> **Task prompt**
Check each line of the records below and collect those holding "Some".

START Data records

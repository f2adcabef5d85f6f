use chrono::{DateTime, Utc};
use sea_orm::entity::prelude::*;
use serde::{Deserialize, Serialize};

/// A committed sale. Immutable once created; its items drive the derived
/// recipe-consumption and wastage movements.
#[derive(Clone, Debug, PartialEq, Eq, DeriveEntityModel, Serialize, Deserialize)]
#[sea_orm(table_name = "sales")]
pub struct Model {
    #[sea_orm(primary_key)]
    pub id: i64,
    pub shop_id: i64,
    #[sea_orm(unique)]
    pub reference: String,
    pub sold_at: DateTime<Utc>,
    pub created_at: DateTime<Utc>,
}

#[derive(Copy, Clone, Debug, EnumIter, DeriveRelation)]
pub enum Relation {
    #[sea_orm(has_many = "super::sale_item::Entity")]
    SaleItem,
    #[sea_orm(
        belongs_to = "super::shop::Entity",
        from = "Column::ShopId",
        to = "super::shop::Column::Id"
    )]
    Shop,
}

impl Related<super::sale_item::Entity> for Entity {
    fn to() -> RelationDef {
        Relation::SaleItem.def()
    }
}

impl Related<super::shop::Entity> for Entity {
    fn to() -> RelationDef {
        Relation::Shop.def()
    }
}

impl ActiveModelBehavior for ActiveModel {}
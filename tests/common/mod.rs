#![allow(dead_code)]

use chrono::{DateTime, Utc};
use rust_decimal::Decimal;
use sea_orm::{ActiveModelTrait, DatabaseConnection, Set};
use shopledger::{
    db::{establish_connection_with_config, run_migrations, DbConfig},
    entities::{expense, ingredient, product, recipe_line, shop, wastage_rule},
    events::{event_channel, Event, EventSender},
    services::{LedgerService, MovementReportService, UnitService, ValuationService},
};
use std::sync::Arc;
use tokio::sync::mpsc;

/// Everything a ledger integration test needs: an isolated in-memory
/// database with migrations applied, the services under test, and a live
/// event receiver (events fail to send once the receiver is dropped).
pub struct TestContext {
    pub db: Arc<DatabaseConnection>,
    pub ledger: LedgerService,
    pub movements: MovementReportService,
    pub valuation: ValuationService,
    pub events: mpsc::Receiver<Event>,
}

pub async fn setup() -> TestContext {
    // A single pooled connection keeps the whole test on one sqlite
    // in-memory database.
    let config = DbConfig {
        url: "sqlite::memory:".to_string(),
        max_connections: 1,
        min_connections: 1,
        ..Default::default()
    };
    let db = establish_connection_with_config(&config)
        .await
        .expect("Failed to create DB pool");
    run_migrations(&db).await.expect("Failed to run migrations");
    let db = Arc::new(db);

    let (event_sender, events) = event_channel(1024);
    let event_sender: Arc<EventSender> = Arc::new(event_sender);

    TestContext {
        ledger: LedgerService::new(db.clone(), event_sender.clone()),
        movements: MovementReportService::new(db.clone()),
        valuation: ValuationService::new(db.clone()),
        db,
        events,
    }
}

pub fn dec(value: i64) -> Decimal {
    Decimal::new(value * 10_000, 4)
}

pub async fn create_shop(db: &DatabaseConnection, code: &str) -> shop::Model {
    shop::ActiveModel {
        name: Set(format!("Shop {}", code)),
        code: Set(code.to_string()),
        created_at: Set(Utc::now()),
        ..Default::default()
    }
    .insert(db)
    .await
    .expect("Failed to create shop")
}

pub async fn create_unit(
    db: &DatabaseConnection,
    name: &str,
    symbol: &str,
    base_unit: &str,
    conversion_rate: Decimal,
) -> shopledger::entities::unit::Model {
    UnitService::create_unit(db, name, symbol, base_unit, conversion_rate)
        .await
        .expect("Failed to create unit")
}

pub async fn create_ingredient(
    db: &DatabaseConnection,
    name: &str,
    unit_id: i64,
) -> ingredient::Model {
    ingredient::ActiveModel {
        name: Set(name.to_string()),
        unit_id: Set(unit_id),
        description: Set(None),
        created_at: Set(Utc::now()),
        ..Default::default()
    }
    .insert(db)
    .await
    .expect("Failed to create ingredient")
}

pub async fn create_product(db: &DatabaseConnection, name: &str, price: Decimal) -> product::Model {
    product::ActiveModel {
        name: Set(name.to_string()),
        price: Set(price),
        created_at: Set(Utc::now()),
        ..Default::default()
    }
    .insert(db)
    .await
    .expect("Failed to create product")
}

pub async fn create_recipe_line(
    db: &DatabaseConnection,
    shop_id: i64,
    product_id: i64,
    ingredient_id: i64,
    quantity_required: Decimal,
    unit_id: i64,
) -> recipe_line::Model {
    recipe_line::ActiveModel {
        shop_id: Set(shop_id),
        product_id: Set(product_id),
        ingredient_id: Set(ingredient_id),
        quantity_required: Set(quantity_required),
        unit_id: Set(unit_id),
        ..Default::default()
    }
    .insert(db)
    .await
    .expect("Failed to create recipe line")
}

pub async fn create_wastage_rule(
    db: &DatabaseConnection,
    product_id: i64,
    ingredient_id: i64,
    unit_id: i64,
    per_qty: Decimal,
    wastage_qty: Decimal,
    is_active: bool,
) -> wastage_rule::Model {
    wastage_rule::ActiveModel {
        product_id: Set(product_id),
        ingredient_id: Set(ingredient_id),
        unit_id: Set(unit_id),
        per_qty: Set(per_qty),
        wastage_qty: Set(wastage_qty),
        is_active: Set(is_active),
        ..Default::default()
    }
    .insert(db)
    .await
    .expect("Failed to create wastage rule")
}

pub async fn create_expense(
    db: &DatabaseConnection,
    shop_id: i64,
    amount: Decimal,
    incurred_at: DateTime<Utc>,
) -> expense::Model {
    expense::ActiveModel {
        shop_id: Set(shop_id),
        amount: Set(amount),
        description: Set(Some("test expense".to_string())),
        incurred_at: Set(incurred_at),
        ..Default::default()
    }
    .insert(db)
    .await
    .expect("Failed to create expense")
}
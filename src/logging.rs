use crate::config::AppConfig;
use tracing_subscriber::{fmt, EnvFilter};

/// Initializes the global tracing subscriber from configuration.
///
/// `RUST_LOG` wins over the configured level when set. Safe to call once;
/// subsequent calls are ignored rather than panicking, which keeps test
/// binaries that share a process happy.
pub fn init_tracing(config: &AppConfig) {
    let filter = EnvFilter::try_from_default_env()
        .unwrap_or_else(|_| EnvFilter::new(config.log_level.clone()));

    let builder = fmt().with_env_filter(filter);

    let result = if config.log_json {
        builder.json().try_init()
    } else {
        builder.try_init()
    };

    if let Err(e) = result {
        tracing::debug!("tracing subscriber already initialized: {}", e);
    }
}
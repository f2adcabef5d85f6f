use rust_decimal::Decimal;
use sea_orm::entity::prelude::*;
use serde::{Deserialize, Serialize};

/// How much of an ingredient one sold unit of a product consumes, in the
/// line's own unit. Scoped per shop: two shops may carry different recipes
/// for the same product.
#[derive(Clone, Debug, PartialEq, Eq, DeriveEntityModel, Serialize, Deserialize)]
#[sea_orm(table_name = "recipe_lines")]
pub struct Model {
    #[sea_orm(primary_key)]
    pub id: i64,
    pub shop_id: i64,
    pub product_id: i64,
    pub ingredient_id: i64,
    #[sea_orm(column_type = "Decimal(Some((19, 4)))")]
    pub quantity_required: Decimal,
    pub unit_id: i64,
}

#[derive(Copy, Clone, Debug, EnumIter, DeriveRelation)]
pub enum Relation {
    #[sea_orm(
        belongs_to = "super::product::Entity",
        from = "Column::ProductId",
        to = "super::product::Column::Id"
    )]
    Product,
    #[sea_orm(
        belongs_to = "super::ingredient::Entity",
        from = "Column::IngredientId",
        to = "super::ingredient::Column::Id"
    )]
    Ingredient,
}

impl Related<super::product::Entity> for Entity {
    fn to() -> RelationDef {
        Relation::Product.def()
    }
}

impl Related<super::ingredient::Entity> for Entity {
    fn to() -> RelationDef {
        Relation::Ingredient.def()
    }
}

impl ActiveModelBehavior for ActiveModel {}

END Data records

> **Answer to this task**
        description: Set(Some("test expense".to_string())),
    #[sea_orm(column_type = "Decimal(Some((19, 4)))")]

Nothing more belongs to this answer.